**AIM OF THE TASK**
From the first line to the last, return the data exactly as written.

[DATASET EXCERPTS]

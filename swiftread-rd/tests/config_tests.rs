//! Library file resolution tests
//!
//! Environment-variable cases are serialized since the process
//! environment is shared across the test binary.

use std::path::{Path, PathBuf};

use serial_test::serial;
use swiftread_rd::config::{
    default_library_file, ensure_parent_dir, resolve_library_file, LIBRARY_FILE_ENV,
};
use tempfile::TempDir;

#[test]
#[serial]
fn cli_argument_wins_over_environment() {
    std::env::set_var(LIBRARY_FILE_ENV, "/env/library.json");
    let resolved = resolve_library_file(Some(Path::new("/cli/library.json")));
    std::env::remove_var(LIBRARY_FILE_ENV);

    assert_eq!(resolved, PathBuf::from("/cli/library.json"));
}

#[test]
#[serial]
fn environment_wins_over_defaults() {
    std::env::set_var(LIBRARY_FILE_ENV, "/env/library.json");
    let resolved = resolve_library_file(None);
    std::env::remove_var(LIBRARY_FILE_ENV);

    assert_eq!(resolved, PathBuf::from("/env/library.json"));
}

#[test]
#[serial]
fn empty_environment_variable_is_ignored() {
    std::env::set_var(LIBRARY_FILE_ENV, "");
    let resolved = resolve_library_file(None);
    std::env::remove_var(LIBRARY_FILE_ENV);

    // Falls through to the config file or the compiled default; either way
    // the result names a JSON file.
    assert!(resolved.to_string_lossy().ends_with(".json"));
}

#[test]
#[serial]
fn without_overrides_resolution_produces_a_usable_path() {
    std::env::remove_var(LIBRARY_FILE_ENV);
    let resolved = resolve_library_file(None);
    assert!(!resolved.as_os_str().is_empty());
}

#[test]
fn compiled_default_names_a_json_file() {
    let default = default_library_file();
    assert!(default.to_string_lossy().ends_with(".json"));
}

#[test]
fn ensure_parent_dir_creates_missing_directories() {
    let dir = TempDir::new().unwrap();
    let target = dir.path().join("nested").join("deeper").join("library.json");

    ensure_parent_dir(&target);
    assert!(target.parent().unwrap().is_dir());
}

#[test]
fn ensure_parent_dir_tolerates_unwritable_locations() {
    // Must not panic; the store runs in-memory if this fails
    ensure_parent_dir(Path::new("/proc/definitely/not/writable/library.json"));
}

[/DATASET EXCERPTS]

**RESULT**
filename swiftread-rd/tests/config_tests.rs
//! Library file resolution tests
//!
//! Environment-variable cases are serialized since the process
//! environment is shared across the test binary.

use std::path::{Path, PathBuf};

use serial_test::serial;
use swiftread_rd::config::{
    default_library_file, ensure_parent_dir, resolve_library_file, LIBRARY_FILE_ENV,
};
use tempfile::TempDir;

#[test]
#[serial]
fn cli_argument_wins_over_environment() {
    std::env::set_var(LIBRARY_FILE_ENV, "/env/library.json");
    let resolved = resolve_library_file(Some(Path::new("/cli/library.json")));
    std::env::remove_var(LIBRARY_FILE_ENV);

    assert_eq!(resolved, PathBuf::from("/cli/library.json"));
}

#[test]
#[serial]
fn environment_wins_over_defaults() {
    std::env::set_var(LIBRARY_FILE_ENV, "/env/library.json");
    let resolved = resolve_library_file(None);
    std::env::remove_var(LIBRARY_FILE_ENV);

    assert_eq!(resolved, PathBuf::from("/env/library.json"));
}

#[test]
#[serial]
fn empty_environment_variable_is_ignored() {
    std::env::set_var(LIBRARY_FILE_ENV, "");
    let resolved = resolve_library_file(None);
    std::env::remove_var(LIBRARY_FILE_ENV);

    // Falls through to the config file or the compiled default; either way
    // the result names a JSON file.
    assert!(resolved.to_string_lossy().ends_with(".json"));
}

#[test]
#[serial]
fn without_overrides_resolution_produces_a_usable_path() {
    std::env::remove_var(LIBRARY_FILE_ENV);
    let resolved = resolve_library_file(None);
    assert!(!resolved.as_os_str().is_empty());
}

#[test]
fn compiled_default_names_a_json_file() {
    let default = default_library_file();
    assert!(default.to_string_lossy().ends_with(".json"));
}

#[test]
fn ensure_parent_dir_creates_missing_directories() {
    let dir = TempDir::new().unwrap();
    let target = dir.path().join("nested").join("deeper").join("library.json");

    ensure_parent_dir(&target);
    assert!(target.parent().unwrap().is_dir());
}

#[test]
fn ensure_parent_dir_tolerates_unwritable_locations() {
    // Must not panic; the store runs in-memory if this fails
    ensure_parent_dir(Path::new("/proc/definitely/not/writable/library.json"));
}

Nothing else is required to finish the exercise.